Нет, ты не Лорелея, ты – Медуза:
Твой хмурый взгляд меня окаменил.
Я больше петь и плакать не умею,
Всё, чем я жил, ты, злая, отняла...
Не волосы, а каменные змеи
Уложены вкруг твоего чела.
Эти стихи написаны за год до гибели, которая не обошлась без тех чекистских сил, которым поэт был ненавистен и опасен, и уже не в силу своего дворянского происхождения, а в силу изумительной правды, которой были переполнены строчки его стихов и поэм.
Да, крамольная по тем временам правда о загнивании, разложении советской жизни, которую безбоязненно показывал Кедрин-художник, по-настоящему пугала и ужасала защитников гулаговского режима. Но не меньше хлопот и опасений доставлял стремительный переход поэта от двух-трехгодичных увлечений революционностью и безверием к прежней русской традиции – к православной вере, к той, как он писал, “премудрости церковных книг”, которая “учила сотворять добро”.
А стремительность перехода была, в самом деле, поразительна. В 1934 году поэт написал стихотворение “Ад”. По сути, это исповедь, осознание своей причастности к общим российским грехам, за которые грозит расплата. “Недобрый дух” ведет Кедрина по кругам ада, где он видит огромное количество грешников. Вот концовка поэтического прозренья:
“Где мне остаться?” – я спросил
Ведущего по адским стогнам.
И он ответил: “Волей сил
По всем кругам ты будешь прогнан”.
Уже в двадцатисемилетнем возрасте (к Пушкину эта пора подошла к 35 годам) Кедрин до глубины души осознал великую греховность современной ему российской жизни и что и ему, и всем строителям рая на земле придется давать мучительный ответ за преступления, совершенные против Божест-венных Истины, Добра и Любви. Расплата же за атеистическую безнрав-ственность будет жестокой, если не сказать – адской.

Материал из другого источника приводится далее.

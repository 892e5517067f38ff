//! # Recordcache - Schema-Driven Record Graph Cache
//!
//! Persists a graph of typed, schema-described records into embedded SQLite
//! and keeps that representation synchronized with patch and query operations
//! issued against an abstract record model.
//!
//! Recordcache provides:
//! - A declarative schema registry (models, attributes, typed relationships)
//! - A DDL compiler: one table per model plus a shared relationship-edge table
//! - Opaque attribute/key blob encoding (no per-attribute columns)
//! - A relationship-edge store with forward and inverse lookups
//! - Single-flight async database initialization under concurrent callers
//! - A two-axis migration engine: user schema version and internal format

pub mod identity;
pub mod record;
pub mod schema;
pub mod operation;
pub mod storage;
pub mod db;
pub mod cache;
pub mod config;

// Re-exports for convenient access
pub use identity::RecordIdentity;
pub use record::{Record, RelationshipValue};
pub use schema::{AttributeKind, Cardinality, Model, RelationshipDef, Schema};
pub use operation::{QueryResult, RecordOperation, RecordQuery};
pub use db::Database;
pub use cache::RecordCache;

/// Result type alias for recordcache operations
pub type Result<T> = std::result::Result<T, Error>;

/// Error types for recordcache operations
#[derive(Debug, thiserror::Error)]
pub enum Error {
    #[error("Storage error: {0}")]
    Storage(#[from] rusqlite::Error),

    #[error("IO error: {0}")]
    Io(#[from] std::io::Error),

    #[error("Invalid model name: {0}")]
    InvalidModelName(String),

    #[error("Unknown model: {0}")]
    UnknownModel(String),

    #[error("Unknown relationship: {model}.{relationship}")]
    UnknownRelationship { model: String, relationship: String },

    #[error("Cardinality mismatch: {model}.{relationship} is declared '{declared}'")]
    CardinalityMismatch {
        model: String,
        relationship: String,
        declared: crate::schema::Cardinality,
    },

    #[error("Migration error: {0}")]
    Migration(String),
}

Удивительно, но пока еще ни один литературный критик не сказал о том, что драма Дмитрия Кедрина “Рембрандт” (он произносил фамилию нидер-ландского художника традиционно) посвящена именно теме расплаты человека за свой отход от Бога, за модные увлечения революционными взглядами. На гения живописи, как когда-то на Иова, сваливаются горы несчастий – ван Рейн теряет любимую жену, заказчиков на полотна, он вынужден расстаться со второй, гражданской, женой, умирает его любимый сын, всё имущество художника пущено с молотка, и голодный, полуслепой, он вынужден жить в полугнилой лачужке. Но посмотрите – за какую картину берется гений кисти! Он мучительно пишет своё самое известное полотно – “Возвращение блудного сына”. В Библии, мы знаем, этот эпизод симво-лизирует возвращение заблудшего человека к Богу Отцу, к заброшенной вере. И не может быть, чтобы Рембрандт, столько перенесший несчастий и горя, вкладывая свои последние силы в выстраданное детище, набрасывал на полотно мазки без духовного покаяния во всех обильных грехах своих.

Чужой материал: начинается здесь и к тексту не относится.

//! Operation vocabulary - the patch and query verbs consumed from the
//! request layer
//!
//! Operations arrive serde-tagged with their wire names (`addRecord`,
//! `replaceRelatedRecords`, ...) and dispatch onto the cache facade. Every
//! relationship verb reduces to the same edge primitives at the physical
//! layer; the vocabulary exists for callers, not for storage.

use crate::identity::RecordIdentity;
use crate::record::Record;
use serde::{Deserialize, Serialize};
use serde_json::Value;

/// A single mutation against the cache
#[derive(Debug, Clone, PartialEq, Serialize, Deserialize)]
#[serde(tag = "op", rename_all = "camelCase", rename_all_fields = "camelCase")]
pub enum RecordOperation {
    AddRecord {
        record: Record,
    },
    UpdateRecord {
        record: Record,
    },
    RemoveRecord {
        record: RecordIdentity,
    },
    ReplaceKey {
        record: RecordIdentity,
        key: String,
        value: String,
    },
    ReplaceAttribute {
        record: RecordIdentity,
        attribute: String,
        value: Value,
    },
    AddToRelatedRecords {
        record: RecordIdentity,
        relationship: String,
        related_record: RecordIdentity,
    },
    RemoveFromRelatedRecords {
        record: RecordIdentity,
        relationship: String,
        related_record: RecordIdentity,
    },
    ReplaceRelatedRecords {
        record: RecordIdentity,
        relationship: String,
        related_records: Vec<RecordIdentity>,
    },
    ReplaceRelatedRecord {
        record: RecordIdentity,
        relationship: String,
        related_record: Option<RecordIdentity>,
    },
}

/// A read against the cache.
///
/// `findRecords` comes in three shapes: by explicit identities, by model,
/// or unfiltered.
#[derive(Debug, Clone, PartialEq, Serialize, Deserialize)]
#[serde(tag = "op", rename_all = "camelCase", rename_all_fields = "camelCase")]
pub enum RecordQuery {
    FindRecord {
        record: RecordIdentity,
    },
    FindRecords {
        #[serde(default, skip_serializing_if = "Option::is_none")]
        records: Option<Vec<RecordIdentity>>,
        #[serde(default, skip_serializing_if = "Option::is_none")]
        model: Option<String>,
    },
}

/// Result of a query
#[derive(Debug, Clone, PartialEq, Serialize, Deserialize)]
#[serde(untagged)]
pub enum QueryResult {
    Record(Option<Record>),
    Records(Vec<Record>),
}

#[cfg(test)]
mod tests {
    use super::*;

    #[test]
    fn test_operation_wire_names() {
        let op = RecordOperation::ReplaceRelatedRecord {
            record: RecordIdentity::new("planet", "pluto"),
            relationship: "star".to_string(),
            related_record: None,
        };
        let json = serde_json::to_value(&op).unwrap();
        assert_eq!(json["op"], "replaceRelatedRecord");
        assert_eq!(json["relatedRecord"], Value::Null);

        let back: RecordOperation = serde_json::from_value(json).unwrap();
        assert_eq!(back, op);
    }

    #[test]
    fn test_find_records_shapes() {
        let all: RecordQuery = serde_json::from_str(r#"{"op":"findRecords"}"#).unwrap();
        assert_eq!(
            all,
            RecordQuery::FindRecords {
                records: None,
                model: None
            }
        );

        let by_model: RecordQuery =
            serde_json::from_str(r#"{"op":"findRecords","model":"planet"}"#).unwrap();
        assert_eq!(
            by_model,
            RecordQuery::FindRecords {
                records: None,
                model: Some("planet".to_string())
            }
        );
    }
}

Конечно, если по большому счету, драма “Рембрандт” – это о Дмитрии Кедрине, о его духовной исповеди, о возвращение к тем чистым истокам, которыми была омыта его детская душа. Недаром же и одно из самых последний стихотворений Дмитрия Борисовича, и надо сказать, самых проникновенных стихотворений, о бессмертных воспоминаниях детства.

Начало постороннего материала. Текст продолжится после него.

use crate::schema::Schema;
use serde::{Deserialize, Serialize};
use std::path::{Path, PathBuf};

#[derive(Debug, Clone, Serialize, Deserialize, Default)]
pub struct CacheConfig {
    pub database: Option<String>,
    pub schema: Option<String>,
}

pub fn default_config_path() -> PathBuf {
    PathBuf::from("recordcache.toml")
}

pub fn load_config(path: Option<&Path>) -> anyhow::Result<Option<CacheConfig>> {
    let path = path.map(Path::to_path_buf).unwrap_or_else(default_config_path);
    if !path.exists() {
        return Ok(None);
    }

    let contents = std::fs::read_to_string(&path)?;
    let config: CacheConfig = toml::from_str(&contents)?;
    Ok(Some(config))
}

pub fn write_config(path: &Path, config: &CacheConfig, force: bool) -> anyhow::Result<()> {
    if path.exists() && !force {
        anyhow::bail!("config already exists at {} (use --force to overwrite)", path.display());
    }

    let contents = toml::to_string_pretty(config)?;
    std::fs::write(path, contents)?;
    Ok(())
}

/// Load a schema registry from its TOML definition file
pub fn load_schema(path: &Path) -> anyhow::Result<Schema> {
    let contents = std::fs::read_to_string(path)?;
    let schema: Schema = toml::from_str(&contents)?;
    Ok(schema)
}

pub fn ensure_db_dir(db_path: &Path) -> anyhow::Result<()> {
    if let Some(parent) = db_path.parent() {
        if !parent.as_os_str().is_empty() && !parent.exists() {
            std::fs::create_dir_all(parent)?;
        }
    }
    Ok(())
}

#[cfg(test)]
mod tests {
    use super::*;

    #[test]
    fn test_load_schema_from_file() {
        let dir = tempfile::tempdir().unwrap();
        let path = dir.path().join("schema.toml");
        std::fs::write(
            &path,
            r#"
            version = 2

            [models.planet.attributes]
            name = "string"
            "#,
        )
        .unwrap();

        let schema = load_schema(&path).unwrap();
        assert_eq!(schema.version(), 2);
        assert!(schema.model("planet").is_ok());
    }

    #[test]
    fn test_config_roundtrip() {
        let dir = tempfile::tempdir().unwrap();
        let path = dir.path().join("recordcache.toml");
        let config = CacheConfig {
            database: Some("cache.db".to_string()),
            schema: Some("schema.toml".to_string()),
        };

        write_config(&path, &config, false).unwrap();
        assert!(write_config(&path, &config, false).is_err());
        write_config(&path, &config, true).unwrap();

        let loaded = load_config(Some(&path)).unwrap().unwrap();
        assert_eq!(loaded.database.as_deref(), Some("cache.db"));
    }
}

Мне вспоминается кляча чубарая,
Аист на крыше, скирды на гумне,
Тёмная-тёмная, старая-старая
Церковка наша мерещится мне.
Чудится мне, будто песню печальную
Мать надо мною поёт в полусне,
Узкая-узкая, дальняя-дальняя
В поле дорога мерещится мне...
Та самая дорога, и узкая, и длинная, которая поначалу увела поэта от богодуховской церкви, но потом снова вернула к вере и наполнила жизнь большого художника таким проникновенным духовным светом.